А через весь стол, на другом коротком конце против хозяйки, от той же политики нудилась и Мадмуазель, ещё безнадёжнее, потому что ей и вовсе не с кем было слова сказать, только горничную благодарить. Пятнадцать лет назад, когда в парижском свободном кафе с ней познакомился председатель харьковской судебной палаты и повёз в Россию, — она русского совсем не знала, а в первых русских воспитанницах не предполагала французского и укачивала их песенками о том, как кто-то к кому-то забрался в кровать. С тех пор достаточно она узнала и здешний язык и здешние обычаи, чтоб эти бесконечные разговоры о политике и понимать и ненавидеть. С тех пор устарел альбом её поклонников, она устоялась в добродетели, последний год ходила во дворе к одинокому лотошнику давать ему уроки французского, и уже знала Зоя Львовна о предстоящей их женитьбе, — да вот брали лотошника на войну.

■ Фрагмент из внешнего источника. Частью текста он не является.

//! Stateless HTTP request builder and response parser for the ChemVision API.
//!
//! # Design
//! `ChemVisionClient` holds only where the backend lives and which route
//! family it speaks. Each operation is split into a `build_*` method that
//! produces an `HttpRequest` and a `parse_*` method that consumes an
//! `HttpResponse`. A [`Transport`](crate::http::Transport) executes the
//! round-trip in between, keeping this module deterministic and free of I/O.

use serde::de::DeserializeOwned;
use uuid::Uuid;

use crate::config::{BaseUrl, Endpoint, RouteFamily, UrlContext};
use crate::error::ApiError;
use crate::http::{HttpMethod, HttpRequest, HttpResponse, MultipartFile, RequestBody, CORRELATION_ID_HEADER};
use crate::normalize::normalize;
use crate::types::{
    ConversionRequest, HealthStatus, ImageFile, NameResult, NameToStructureBody, StructureResult,
    StructureToNameBody,
};

/// Multipart field the backend reads the uploaded image from.
pub const IMAGE_FIELD: &str = "image";

/// Synchronous, stateless client for the ChemVision API.
#[derive(Debug, Clone)]
pub struct ChemVisionClient {
    base_url: BaseUrl,
    routes: RouteFamily,
}

impl ChemVisionClient {
    /// Client bound to a fixed base URL using the default route family.
    pub fn new(base_url: &str) -> Self {
        Self {
            base_url: BaseUrl::Fixed(base_url.to_string()),
            routes: RouteFamily::default(),
        }
    }

    /// Client that re-reads the base URL from the environment on every build.
    pub fn from_env(context: UrlContext) -> Self {
        Self::with_base_url(BaseUrl::Env(context))
    }

    pub fn with_base_url(base_url: BaseUrl) -> Self {
        Self {
            base_url,
            routes: RouteFamily::default(),
        }
    }

    pub fn with_routes(mut self, routes: RouteFamily) -> Self {
        self.routes = routes;
        self
    }

    fn url(&self, endpoint: Endpoint) -> String {
        format!("{}{}", self.base_url.resolve(), self.routes.path(endpoint))
    }

    pub fn build_image_to_structure(&self, image: &ImageFile) -> HttpRequest {
        let request = HttpRequest {
            method: HttpMethod::Post,
            url: self.url(Endpoint::ImageToStructure),
            headers: vec![correlation_header()],
            body: RequestBody::Multipart(MultipartFile {
                field: IMAGE_FIELD.to_string(),
                file_name: image.file_name.clone(),
                content_type: image.content_type.clone(),
                bytes: image.bytes.clone(),
            }),
        };
        tracing::debug!(url = %request.url, size = image.size(), "built image-to-structure request");
        request
    }

    pub fn build_name_to_structure(&self, name: &str) -> Result<HttpRequest, ApiError> {
        let body = NameToStructureBody {
            name: name.to_string(),
        };
        self.build_json(Endpoint::NameToStructure, &body)
    }

    pub fn build_structure_to_name(&self, smiles: &str) -> Result<HttpRequest, ApiError> {
        let body = StructureToNameBody {
            smiles: smiles.to_string(),
        };
        self.build_json(Endpoint::StructureToName, &body)
    }

    pub fn build_health(&self) -> HttpRequest {
        HttpRequest {
            method: HttpMethod::Get,
            url: self.url(Endpoint::Health),
            headers: vec![correlation_header()],
            body: RequestBody::Empty,
        }
    }

    /// Build the request for any conversion.
    pub fn build(&self, request: &ConversionRequest) -> Result<HttpRequest, ApiError> {
        match request {
            ConversionRequest::Image(image) => Ok(self.build_image_to_structure(image)),
            ConversionRequest::Name(name) => self.build_name_to_structure(name),
            ConversionRequest::Structure(smiles) => self.build_structure_to_name(smiles),
        }
    }

    fn build_json<B: serde::Serialize>(&self, endpoint: Endpoint, body: &B) -> Result<HttpRequest, ApiError> {
        let body = serde_json::to_string(body).map_err(|e| ApiError::Serialization(e.to_string()))?;
        let request = HttpRequest {
            method: HttpMethod::Post,
            url: self.url(endpoint),
            headers: vec![
                ("content-type".to_string(), "application/json".to_string()),
                correlation_header(),
            ],
            body: RequestBody::Json(body),
        };
        tracing::debug!(url = %request.url, "built json request");
        Ok(request)
    }

    /// Parse the answer of image→structure or name→structure.
    pub fn parse_structure(&self, response: HttpResponse) -> Result<StructureResult, ApiError> {
        parse_json(response)
    }

    /// Parse the answer of structure→name.
    pub fn parse_name(&self, response: HttpResponse) -> Result<NameResult, ApiError> {
        parse_json(response)
    }

    pub fn parse_health(&self, response: HttpResponse) -> Result<HealthStatus, ApiError> {
        parse_json(response)
    }
}

fn correlation_header() -> (String, String) {
    (CORRELATION_ID_HEADER.to_string(), Uuid::new_v4().to_string())
}

/// Map non-2xx responses to the normalized backend error.
fn check_status(response: &HttpResponse) -> Result<(), ApiError> {
    if response.is_success() {
        return Ok(());
    }
    let err = normalize(response);
    tracing::warn!(
        status = err.status_code,
        error_code = %err.error_code,
        correlation_id = %err.correlation_id,
        "backend rejected request"
    );
    Err(ApiError::Backend(err))
}

fn parse_json<T: DeserializeOwned>(response: HttpResponse) -> Result<T, ApiError> {
    check_status(&response)?;
    serde_json::from_str(&response.body).map_err(|e| ApiError::Deserialization(e.to_string()))
}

Неподалеку от Мадмуазель и рядом с разгневанной Соней скромно сидела и поблескивала глазками Ксенья. В гимназии они с Соней были украшением своего класса: всегда вместе за первой партой, вместе руки поднимали и не уступали друг другу в пятёрках. Но там очень ясно было, что отвечать: всё, что необходимо знать теперь и навсегда, там прежде сообщалось или в учебнике прочитывалось как несомненное. Сейчас же Ксенье и не хотелось ничего сказать и страшно было произнести глупость, оплошность. Все за столом умные люди говорили по-разному, и не выбиралось одно правильное из их слов. Но на такие случаи в семье Харитоновых давно приучили степнячку Ксенью не показывать таращеньем глаз или зевотою, что застольный разговор ей непонятен, скучен, а умело изображать свою заинтересованность и понимание спорностей всего-то весьма малыми средствами: поворотом головы к говорящему; иногда кивком одобрения; улыбкою интереса; удивлённым вскидом бровей. Всё это, не вслушиваясь, Ксенья теперь старательно проделывала, ещё следя, чтобы правильно оперировать видами ложек, вилок и ножей. А думала — о своём.